▶ Description of the task
Across all the lines of the following material, count those that include the word "outcome" and give only the result.

▶ Supplied material
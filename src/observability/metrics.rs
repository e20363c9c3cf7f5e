//! Metrics collection and exposition.
//!
//! # Metrics
//! - `router_matches_total` (counter): lookups by method, outcome
//! - `router_cache_lookups_total` (counter): match cache lookups by result
//! - `router_routes` (gauge): registered routes
//! - `router_trie_nodes` (gauge): nodes in the combined trie

use std::net::SocketAddr;

use metrics_exporter_prometheus::{BuildError, PrometheusBuilder};

/// Install the Prometheus exporter listening on `addr`.
///
/// Must be called from within a Tokio runtime.
pub fn init_metrics(addr: SocketAddr) -> Result<(), BuildError> {
    PrometheusBuilder::new().with_http_listener(addr).install()?;
    tracing::info!(address = %addr, "Metrics exporter listening");
    Ok(())
}

pub fn record_match(method: &'static str, outcome: &'static str) {
    ::metrics::counter!("router_matches_total", "method" => method, "outcome" => outcome)
        .increment(1);
}

pub fn record_cache_lookup(hit: bool) {
    let result = if hit { "hit" } else { "miss" };
    ::metrics::counter!("router_cache_lookups_total", "result" => result).increment(1);
}

pub fn record_table_size(routes: usize, nodes: usize) {
    ::metrics::gauge!("router_routes").set(routes as f64);
    ::metrics::gauge!("router_trie_nodes").set(nodes as f64);
}
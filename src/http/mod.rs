//! HTTP protocol handling subsystem.
//!
//! # Data Flow
//! ```text
//! TCP connection
//!     → server.rs (Axum setup, dispatch fallback)
//!     → request.rs (method, path, host)
//!     → routing::Router::match_route
//!     → matched Handler → HTTP response
//!
//! /_router/* → admin.rs (route table introspection)
//! ```

pub mod admin;
pub mod request;
pub mod server;

pub use request::{normalize_host, request_domain};
pub use server::{AppState, HttpServer};
//! Trie router server.
//!
//! ```text
//!     Client Request
//!     ──────────────▶ http server ──▶ match cache ──hit──▶ handler
//!                                          │miss
//!                                          ▼
//!                                   method trie ──▶ combined trie
//!
//!     config file ──▶ watcher ──▶ build_router ──▶ ArcSwap<Router>
//! ```

use std::path::PathBuf;

use clap::Parser;
use tokio::net::TcpListener;
use tokio::sync::mpsc;

use trie_router::config::{load_config, watcher::ConfigWatcher, RouterConfig};
use trie_router::observability::{logging, metrics};
use trie_router::{HttpServer, Shutdown};

#[derive(Parser)]
#[command(name = "trie-router")]
#[command(about = "Serve a trie-matched route table over HTTP", long_about = None)]
struct Args {
    /// Route table config file (TOML). Watched for changes.
    #[arg(short, long)]
    config: Option<PathBuf>,
}

#[tokio::main]
async fn main() -> Result<(), Box<dyn std::error::Error>> {
    let args = Args::parse();

    let config = match &args.config {
        Some(path) => load_config(path)?,
        None => RouterConfig::default(),
    };

    logging::init(&config.observability.log_level);
    tracing::info!(version = env!("CARGO_PKG_VERSION"), "trie-router starting");

    tracing::info!(
        bind_address = %config.listener.bind_address,
        routes = config.routes.len(),
        cache_enabled = config.cache.enabled,
        cache_capacity = config.cache.capacity,
        request_timeout_secs = config.timeouts.request_secs,
        "Configuration loaded"
    );

    if config.observability.metrics_enabled {
        match config.observability.metrics_address.parse() {
            Ok(addr) => {
                if let Err(e) = metrics::init_metrics(addr) {
                    tracing::error!(error = %e, "Failed to start metrics exporter");
                }
            }
            Err(_) => tracing::error!(
                metrics_address = %config.observability.metrics_address,
                "Failed to parse metrics address"
            ),
        }
    }

    let router = config.build_router()?;

    let listener = TcpListener::bind(&config.listener.bind_address).await?;
    tracing::info!(address = %listener.local_addr()?, "Listening for connections");

    // The watcher handle must outlive the server.
    let (_watcher, config_updates) = match &args.config {
        Some(path) => {
            let (watcher, updates) = ConfigWatcher::new(path);
            (Some(watcher.run()?), updates)
        }
        None => {
            let (_tx, updates) = mpsc::unbounded_channel();
            (None, updates)
        }
    };

    let shutdown = Shutdown::new();
    let server_shutdown = shutdown.subscribe();
    tokio::spawn(shutdown.trigger_on_ctrl_c());

    let server = HttpServer::new(config, router);
    server.run(listener, config_updates, server_shutdown).await?;

    tracing::info!("Shutdown complete");
    Ok(())
}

▶ Solved problem
3